Culver’s urging Iowans who cannot make it out of their homes to get to a shelter to call 911. Power outages could last for several days in parts of the state" and the governor says Iowans should be prepared to "shelter" in their homes for up to 72 hours — and in some areas even longer. "The problem is you have severe ice and sleet and snow combinations, which means that power lines have fallen, obviously, and towers have fallen throughout the state," Culver says. "The toughest part is the actual reconnect that will be required from the street to the home.
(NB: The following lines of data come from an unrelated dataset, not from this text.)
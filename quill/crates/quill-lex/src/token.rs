//! Token type definitions.
//!
//! A [`Token`] pairs a [`TokenKind`] with the exact source text it was
//! scanned from and its location. Kinds are fine-grained: every symbol has
//! its own variant, and literal kinds carry their decoded payload.

use std::fmt;

use num_bigint::BigInt;
use quill_util::Span;

/// How a numeric literal was written
#[derive(Clone, Copy, Debug, PartialEq, Eq, Hash)]
pub enum NumberFormat {
    /// Plain decimal digits, optionally with a fractional part: `42`, `3.5`
    Decimal,
    /// Decimal with an exponent marker: `1e10`, `1.5e-3`
    Exponential,
    /// `0b` / `0B` prefix
    Binary,
    /// `0o` / `0O` prefix
    Octal,
    /// `0x` / `0X` prefix
    Hexadecimal,
}

impl NumberFormat {
    /// Returns the radix the digits of this format are written in
    pub const fn radix(&self) -> u32 {
        match self {
            NumberFormat::Decimal | NumberFormat::Exponential => 10,
            NumberFormat::Binary => 2,
            NumberFormat::Octal => 8,
            NumberFormat::Hexadecimal => 16,
        }
    }

    /// Returns the radix format selected by the letter after a leading `0`
    ///
    /// # Examples
    ///
    /// ```
    /// use quill_lex::NumberFormat;
    ///
    /// assert_eq!(NumberFormat::from_marker('X'), Some(NumberFormat::Hexadecimal));
    /// assert_eq!(NumberFormat::from_marker('e'), None);
    /// ```
    pub fn from_marker(marker: char) -> Option<Self> {
        match marker.to_ascii_lowercase() {
            'b' => Some(NumberFormat::Binary),
            'o' => Some(NumberFormat::Octal),
            'x' => Some(NumberFormat::Hexadecimal),
            _ => None,
        }
    }

    /// Returns the lowercase name of this format
    pub const fn name(&self) -> &'static str {
        match self {
            NumberFormat::Decimal => "decimal",
            NumberFormat::Exponential => "exponential",
            NumberFormat::Binary => "binary",
            NumberFormat::Octal => "octal",
            NumberFormat::Hexadecimal => "hexadecimal",
        }
    }
}

impl fmt::Display for NumberFormat {
    fn fmt(&self, f: &mut fmt::Formatter<'_>) -> fmt::Result {
        f.write_str(self.name())
    }
}

/// Decoded value of a numeric literal
#[derive(Clone, Debug, PartialEq)]
pub enum NumberValue {
    /// Fixed-precision decode
    Float(f64),
    /// Arbitrary-precision decode, selected by the `n` suffix
    BigInt(BigInt),
}

impl fmt::Display for NumberValue {
    fn fmt(&self, f: &mut fmt::Formatter<'_>) -> fmt::Result {
        match self {
            NumberValue::Float(value) => write!(f, "{}", value),
            NumberValue::BigInt(value) => write!(f, "{}n", value),
        }
    }
}

/// Lexical category of a token
#[derive(Clone, Debug, PartialEq)]
pub enum TokenKind {
    // Single-character punctuation
    /// `(`
    LeftParen,
    /// `)`
    RightParen,
    /// `{`
    LeftBrace,
    /// `}`
    RightBrace,
    /// `,`
    Comma,
    /// `.`
    Dot,
    /// `;`
    Semicolon,

    // One- or two-character operators
    /// `!`
    Bang,
    /// `!=`
    BangEqual,
    /// `=`
    Equal,
    /// `==`
    EqualEqual,
    /// `<`
    Less,
    /// `<=`
    LessEqual,
    /// `>`
    Greater,
    /// `>=`
    GreaterEqual,

    // Arithmetic
    /// `+`
    Plus,
    /// `-`
    Minus,
    /// `*`
    Star,
    /// `/`
    Slash,

    // Literals
    /// Numeric literal with its decoded value and how it was written
    Number {
        /// Decoded value
        value: NumberValue,
        /// Radix or exponent form
        format: NumberFormat,
    },
    /// String literal; the text between the quotes, undecoded
    String(String),

    /// End of input. Always the last token, exactly once.
    Eof,
}

impl TokenKind {
    /// Returns a stable snake-case name for this kind
    ///
    /// # Examples
    ///
    /// ```
    /// use quill_lex::TokenKind;
    ///
    /// assert_eq!(TokenKind::BangEqual.name(), "bang_equal");
    /// assert_eq!(TokenKind::Eof.name(), "eof");
    /// ```
    pub const fn name(&self) -> &'static str {
        match self {
            TokenKind::LeftParen => "left_paren",
            TokenKind::RightParen => "right_paren",
            TokenKind::LeftBrace => "left_brace",
            TokenKind::RightBrace => "right_brace",
            TokenKind::Comma => "comma",
            TokenKind::Dot => "dot",
            TokenKind::Semicolon => "semicolon",
            TokenKind::Bang => "bang",
            TokenKind::BangEqual => "bang_equal",
            TokenKind::Equal => "equal",
            TokenKind::EqualEqual => "equal_equal",
            TokenKind::Less => "less",
            TokenKind::LessEqual => "less_equal",
            TokenKind::Greater => "greater",
            TokenKind::GreaterEqual => "greater_equal",
            TokenKind::Plus => "plus",
            TokenKind::Minus => "minus",
            TokenKind::Star => "star",
            TokenKind::Slash => "slash",
            TokenKind::Number { .. } => "number",
            TokenKind::String(_) => "string",
            TokenKind::Eof => "eof",
        }
    }

    /// Returns true for literal kinds (numbers and strings)
    pub fn is_literal(&self) -> bool {
        matches!(self, TokenKind::Number { .. } | TokenKind::String(_))
    }
}

impl fmt::Display for TokenKind {
    fn fmt(&self, f: &mut fmt::Formatter<'_>) -> fmt::Result {
        let text = match self {
            TokenKind::LeftParen => "(",
            TokenKind::RightParen => ")",
            TokenKind::LeftBrace => "{",
            TokenKind::RightBrace => "}",
            TokenKind::Comma => ",",
            TokenKind::Dot => ".",
            TokenKind::Semicolon => ";",
            TokenKind::Bang => "!",
            TokenKind::BangEqual => "!=",
            TokenKind::Equal => "=",
            TokenKind::EqualEqual => "==",
            TokenKind::Less => "<",
            TokenKind::LessEqual => "<=",
            TokenKind::Greater => ">",
            TokenKind::GreaterEqual => ">=",
            TokenKind::Plus => "+",
            TokenKind::Minus => "-",
            TokenKind::Star => "*",
            TokenKind::Slash => "/",
            TokenKind::Number { .. } => "number",
            TokenKind::String(_) => "string",
            TokenKind::Eof => "end of input",
        };
        f.write_str(text)
    }
}

/// A scanned token
///
/// `lexeme` borrows from the source text. For string literals it excludes
/// the quotes, while `span` still covers them, so consecutive spans tile the
/// source apart from skipped whitespace and comments.
#[derive(Clone, Debug, PartialEq)]
pub struct Token<'src> {
    /// Lexical category and payload
    pub kind: TokenKind,
    /// Exact source text of the token
    pub lexeme: &'src str,
    /// Byte range, line and column of the token's first character
    pub span: Span,
}

impl<'src> Token<'src> {
    /// Create a new token
    pub fn new(kind: TokenKind, lexeme: &'src str, span: Span) -> Self {
        Self { kind, lexeme, span }
    }

    /// Line (1-based) on which the token starts
    pub fn line(&self) -> u32 {
        self.span.line
    }

    /// Column (1-based, in characters) at which the token starts
    pub fn column(&self) -> u32 {
        self.span.column
    }

    /// Returns true for the end-of-input sentinel
    pub fn is_eof(&self) -> bool {
        self.kind == TokenKind::Eof
    }
}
That will require manual labor in many cases."
The governor says that’s why officials have been so focused on getting shelters set up because some Iowans could be without power for up to five days, or even longer. "We want Iowans to know that we stand ready to help them, but they should prepare," Culver says.
The following 58 counties are covered by the governor’s disaster proclamation: Allamakee, Benton, Black Hawk, Boone, Bremer, Buchanan, Butler, Cedar, Cerro Gordo, Chickasaw, Clarke, Clayton, Clinton, Dallas, Delaware, Des Moines, Dubuque, Fayette, Floyd, Franklin, Grundy, Hamilton, Hancock, Hardin, Henry, Howard, Humboldt, Iowa, Jackson, Jasper, Jefferson, Johnson, Jones, Keokuk, Kossuth, Linn, Louisa, Lucas, Madison, Mahaska, Marion, Marshall, Mitchell, Monroe, Muscatine, Polk, Poweshiek, Scott, Story, Tama, Wapello, Warren, Washington, Webster, Winnebago, Winneshiek, Worth and Wright.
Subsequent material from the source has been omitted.